_How to complete this task_: The data below must be repeated exactly. Leave nothing out.
*** Opening of Supplied material ***
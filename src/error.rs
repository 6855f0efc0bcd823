// SPDX-License-Identifier: AGPL-3.0-or-later
//
// Copyright (C) 2026 Relational Network

//! Setup-time errors.
//!
//! Everything here is fatal and surfaces from constructors, never from the
//! per-request path. A misconfigured verifier must refuse to start rather
//! than quietly accept tokens it cannot bind to this client.

/// Fatal configuration error raised while building the auth components.
#[derive(Debug, thiserror::Error)]
pub enum ConfigError {
    #[error("client ID is required: checking tokens without an audience is insecure")]
    MissingAudience,

    #[error("at least one accepted issuer is required")]
    MissingIssuer,

    #[error("authentication realm must not contain a double quote")]
    RealmContainsQuote,

    #[error("authentication realm is not a valid header value: {0}")]
    InvalidRealm(String),

    #[error("invalid signing-key endpoint {url}: {reason}")]
    InvalidKeySource { url: String, reason: String },

    #[error("invalid value for {var}: {reason}")]
    InvalidValue { var: &'static str, reason: String },

    #[error("failed to build HTTP client: {0}")]
    HttpClient(String),
}
// SPDX-License-Identifier: AGPL-3.0-or-later
//
// Copyright (C) 2026 Relational Network

//! # Runtime Configuration
//!
//! Environment variable names, defaults, and the [`Settings`] loaded from
//! them at startup. Invalid values are fatal.
//!
//! ## Environment Variables
//!
//! | Variable | Description | Default |
//! |----------|-------------|---------|
//! | `GOOGLE_CLIENT_ID` | OAuth client ID tokens must be issued for | Required |
//! | `AUTH_ISSUERS` | Comma-separated accepted `iss` values | `accounts.google.com,https://accounts.google.com` |
//! | `AUTH_CERTS_URL` | Signing-key (JWK set) endpoint | `https://www.googleapis.com/oauth2/v3/certs` |
//! | `AUTH_REALM` | Realm in the `WWW-Authenticate` challenge | `jwt` |
//! | `KEY_REFRESH_INTERVAL_SECS` | Seconds between key refreshes | `3600` |
//! | `KEY_REFRESH_CHECK_SECS` | Seconds between refresh checks | `300` |
//! | `HOST` | Server bind address | `0.0.0.0` |
//! | `PORT` | Server bind port | `8080` |
//! | `LOG_FORMAT` | Logging format (`json` or `pretty`) | `pretty` |
//! | `RUST_LOG` | Log level filter | `info,tower_http=debug` |

use std::net::{AddrParseError, IpAddr, SocketAddr};
use std::time::Duration;

use crate::auth::certs::{DEFAULT_CERTS_URL, DEFAULT_REFRESH_INTERVAL};
use crate::auth::refresher::DEFAULT_CHECK_INTERVAL;
use crate::auth::verifier::GOOGLE_ISSUERS;
use crate::error::ConfigError;

pub const CLIENT_ID_ENV: &str = "GOOGLE_CLIENT_ID";
pub const ISSUERS_ENV: &str = "AUTH_ISSUERS";
pub const CERTS_URL_ENV: &str = "AUTH_CERTS_URL";
pub const REALM_ENV: &str = "AUTH_REALM";
pub const REFRESH_INTERVAL_ENV: &str = "KEY_REFRESH_INTERVAL_SECS";
pub const REFRESH_CHECK_ENV: &str = "KEY_REFRESH_CHECK_SECS";
pub const HOST_ENV: &str = "HOST";
pub const PORT_ENV: &str = "PORT";
pub const LOG_FORMAT_ENV: &str = "LOG_FORMAT";

pub const DEFAULT_HOST: &str = "0.0.0.0";
pub const DEFAULT_PORT: u16 = 8080;
pub const DEFAULT_LOG_FILTER: &str = "info,tower_http=debug";

/// Log output format.
#[derive(Debug, Clone, Copy, PartialEq, Eq)]
pub enum LogFormat {
    Pretty,
    Json,
}

/// Everything the server needs at startup.
#[derive(Debug, Clone)]
pub struct Settings {
    pub client_id: String,
    pub issuers: Vec<String>,
    pub certs_url: String,
    /// `None` means the guard's default realm.
    pub realm: Option<String>,
    pub refresh_interval: Duration,
    pub refresh_check_interval: Duration,
    pub bind_addr: SocketAddr,
    pub log_format: LogFormat,
}

impl Settings {
    /// Load settings from the process environment.
    pub fn from_env() -> Result<Self, ConfigError> {
        Self::from_lookup(|name| std::env::var(name).ok())
    }

    /// Load settings through `lookup`, which returns a variable's value.
    pub fn from_lookup<F>(lookup: F) -> Result<Self, ConfigError>
    where
        F: Fn(&str) -> Option<String>,
    {
        let client_id = lookup(CLIENT_ID_ENV)
            .map(|v| v.trim().to_string())
            .filter(|v| !v.is_empty())
            .ok_or(ConfigError::MissingAudience)?;

        let issuers = match lookup(ISSUERS_ENV) {
            Some(raw) => {
                let issuers: Vec<String> = raw
                    .split(',')
                    .map(str::trim)
                    .filter(|s| !s.is_empty())
                    .map(str::to_string)
                    .collect();
                if issuers.is_empty() {
                    return Err(ConfigError::MissingIssuer);
                }
                issuers
            }
            None => GOOGLE_ISSUERS.iter().map(|s| s.to_string()).collect(),
        };

        let certs_url = lookup(CERTS_URL_ENV).unwrap_or_else(|| DEFAULT_CERTS_URL.to_string());
        let realm = lookup(REALM_ENV);

        let refresh_interval =
            seconds(&lookup, REFRESH_INTERVAL_ENV)?.unwrap_or(DEFAULT_REFRESH_INTERVAL);
        let refresh_check_interval =
            seconds(&lookup, REFRESH_CHECK_ENV)?.unwrap_or(DEFAULT_CHECK_INTERVAL);

        let host = lookup(HOST_ENV).unwrap_or_else(|| DEFAULT_HOST.to_string());
        let port = match lookup(PORT_ENV) {
            Some(raw) => raw.parse::<u16>().map_err(|e| ConfigError::InvalidValue {
                var: PORT_ENV,
                reason: e.to_string(),
            })?,
            None => DEFAULT_PORT,
        };
        let ip: IpAddr = host.parse().map_err(|e: AddrParseError| ConfigError::InvalidValue {
            var: HOST_ENV,
            reason: e.to_string(),
        })?;
        let bind_addr = SocketAddr::new(ip, port);

        let log_format = match lookup(LOG_FORMAT_ENV).as_deref() {
            None | Some("pretty") => LogFormat::Pretty,
            Some("json") => LogFormat::Json,
            Some(other) => {
                return Err(ConfigError::InvalidValue {
                    var: LOG_FORMAT_ENV,
                    reason: format!("expected `json` or `pretty`, got `{other}`"),
                })
            }
        };

        Ok(Self {
            client_id,
            issuers,
            certs_url,
            realm,
            refresh_interval,
            refresh_check_interval,
            bind_addr,
            log_format,
        })
    }
}

/// Read a positive number of seconds.
fn seconds<F>(lookup: &F, var: &'static str) -> Result<Option<Duration>, ConfigError>
where
    F: Fn(&str) -> Option<String>,
{
    let Some(raw) = lookup(var) else {
        return Ok(None);
    };

    match raw.trim().parse::<u64>() {
        Ok(0) => Err(ConfigError::InvalidValue {
            var,
            reason: "must be greater than zero".to_string(),
        }),
        Ok(secs) => Ok(Some(Duration::from_secs(secs))),
        Err(e) => Err(ConfigError::InvalidValue {
            var,
            reason: e.to_string(),
        }),
    }
}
*** Close of Supplied material ***
_Response for this exercise_:
filename src/error.rs
repository 6855f0efc0bcd823
// SPDX-License-Identifier: AGPL-3.0-or-later
//
// Copyright (C) 2026 Relational Network

//! Setup-time errors.
//!
//! Everything here is fatal and surfaces from constructors, never from the
//! per-request path. A misconfigured verifier must refuse to start rather
//! than quietly accept tokens it cannot bind to this client.

/// Fatal configuration error raised while building the auth components.
#[derive(Debug, thiserror::Error)]
pub enum ConfigError {
    #[error("client ID is required: checking tokens without an audience is insecure")]
    MissingAudience,

    #[error("at least one accepted issuer is required")]
    MissingIssuer,

    #[error("authentication realm must not contain a double quote")]
    RealmContainsQuote,

    #[error("authentication realm is not a valid header value: {0}")]
    InvalidRealm(String),

    #[error("invalid signing-key endpoint {url}: {reason}")]
    InvalidKeySource { url: String, reason: String },

    #[error("invalid value for {var}: {reason}")]
    InvalidValue { var: &'static str, reason: String },

    #[error("failed to build HTTP client: {0}")]
    HttpClient(String),
}
// SPDX-License-Identifier: AGPL-3.0-or-later
//
// Copyright (C) 2026 Relational Network

//! # Runtime Configuration
//!
//! Environment variable names, defaults, and the [`Settings`] loaded from
//! them at startup. Invalid values are fatal.
//!
//! ## Environment Variables
//!
//! | Variable | Description | Default |
//! |----------|-------------|---------|
//! | `GOOGLE_CLIENT_ID` | OAuth client ID tokens must be issued for | Required |
//! | `AUTH_ISSUERS` | Comma-separated accepted `iss` values | `accounts.google.com,https://accounts.google.com` |
//! | `AUTH_CERTS_URL` | Signing-key (JWK set) endpoint | `https://www.googleapis.com/oauth2/v3/certs` |
//! | `AUTH_REALM` | Realm in the `WWW-Authenticate` challenge | `jwt` |
//! | `KEY_REFRESH_INTERVAL_SECS` | Seconds between key refreshes | `3600` |
//! | `KEY_REFRESH_CHECK_SECS` | Seconds between refresh checks | `300` |
//! | `HOST` | Server bind address | `0.0.0.0` |
//! | `PORT` | Server bind port | `8080` |
//! | `LOG_FORMAT` | Logging format (`json` or `pretty`) | `pretty` |
//! | `RUST_LOG` | Log level filter | `info,tower_http=debug` |

use std::net::{AddrParseError, IpAddr, SocketAddr};
use std::time::Duration;

use crate::auth::certs::{DEFAULT_CERTS_URL, DEFAULT_REFRESH_INTERVAL};
use crate::auth::refresher::DEFAULT_CHECK_INTERVAL;
use crate::auth::verifier::GOOGLE_ISSUERS;
use crate::error::ConfigError;

pub const CLIENT_ID_ENV: &str = "GOOGLE_CLIENT_ID";
pub const ISSUERS_ENV: &str = "AUTH_ISSUERS";
pub const CERTS_URL_ENV: &str = "AUTH_CERTS_URL";
pub const REALM_ENV: &str = "AUTH_REALM";
pub const REFRESH_INTERVAL_ENV: &str = "KEY_REFRESH_INTERVAL_SECS";
pub const REFRESH_CHECK_ENV: &str = "KEY_REFRESH_CHECK_SECS";
pub const HOST_ENV: &str = "HOST";
pub const PORT_ENV: &str = "PORT";
pub const LOG_FORMAT_ENV: &str = "LOG_FORMAT";

pub const DEFAULT_HOST: &str = "0.0.0.0";
pub const DEFAULT_PORT: u16 = 8080;
pub const DEFAULT_LOG_FILTER: &str = "info,tower_http=debug";

/// Log output format.
#[derive(Debug, Clone, Copy, PartialEq, Eq)]
pub enum LogFormat {
    Pretty,
    Json,
}

/// Everything the server needs at startup.
#[derive(Debug, Clone)]
pub struct Settings {
    pub client_id: String,
    pub issuers: Vec<String>,
    pub certs_url: String,
    /// `None` means the guard's default realm.
    pub realm: Option<String>,
    pub refresh_interval: Duration,
    pub refresh_check_interval: Duration,
    pub bind_addr: SocketAddr,
    pub log_format: LogFormat,
}

impl Settings {
    /// Load settings from the process environment.
    pub fn from_env() -> Result<Self, ConfigError> {
        Self::from_lookup(|name| std::env::var(name).ok())
    }

    /// Load settings through `lookup`, which returns a variable's value.
    pub fn from_lookup<F>(lookup: F) -> Result<Self, ConfigError>
    where
        F: Fn(&str) -> Option<String>,
    {
        let client_id = lookup(CLIENT_ID_ENV)
            .map(|v| v.trim().to_string())
            .filter(|v| !v.is_empty())
            .ok_or(ConfigError::MissingAudience)?;

        let issuers = match lookup(ISSUERS_ENV) {
            Some(raw) => {
                let issuers: Vec<String> = raw
                    .split(',')
                    .map(str::trim)
                    .filter(|s| !s.is_empty())
                    .map(str::to_string)
                    .collect();
                if issuers.is_empty() {
                    return Err(ConfigError::MissingIssuer);
                }
                issuers
            }
            None => GOOGLE_ISSUERS.iter().map(|s| s.to_string()).collect(),
        };

        let certs_url = lookup(CERTS_URL_ENV).unwrap_or_else(|| DEFAULT_CERTS_URL.to_string());
        let realm = lookup(REALM_ENV);

        let refresh_interval =
            seconds(&lookup, REFRESH_INTERVAL_ENV)?.unwrap_or(DEFAULT_REFRESH_INTERVAL);
        let refresh_check_interval =
            seconds(&lookup, REFRESH_CHECK_ENV)?.unwrap_or(DEFAULT_CHECK_INTERVAL);

        let host = lookup(HOST_ENV).unwrap_or_else(|| DEFAULT_HOST.to_string());
        let port = match lookup(PORT_ENV) {
            Some(raw) => raw.parse::<u16>().map_err(|e| ConfigError::InvalidValue {
                var: PORT_ENV,
                reason: e.to_string(),
            })?,
            None => DEFAULT_PORT,
        };
        let ip: IpAddr = host.parse().map_err(|e: AddrParseError| ConfigError::InvalidValue {
            var: HOST_ENV,
            reason: e.to_string(),
        })?;
        let bind_addr = SocketAddr::new(ip, port);

        let log_format = match lookup(LOG_FORMAT_ENV).as_deref() {
            None | Some("pretty") => LogFormat::Pretty,
            Some("json") => LogFormat::Json,
            Some(other) => {
                return Err(ConfigError::InvalidValue {
                    var: LOG_FORMAT_ENV,
                    reason: format!("expected `json` or `pretty`, got `{other}`"),
                })
            }
        };

        Ok(Self {
            client_id,
            issuers,
            certs_url,
            realm,
            refresh_interval,
            refresh_check_interval,
            bind_addr,
            log_format,
        })
    }
}

/// Read a positive number of seconds.
fn seconds<F>(lookup: &F, var: &'static str) -> Result<Option<Duration>, ConfigError>
where
    F: Fn(&str) -> Option<String>,
{
    let Some(raw) = lookup(var) else {
        return Ok(None);
    };

    match raw.trim().parse::<u64>() {
        Ok(0) => Err(ConfigError::InvalidValue {
            var,
            reason: "must be greater than zero".to_string(),
        }),
        Ok(secs) => Ok(Some(Duration::from_secs(secs))),
        Err(e) => Err(ConfigError::InvalidValue {
            var,
            reason: e.to_string(),
        }),
    }
}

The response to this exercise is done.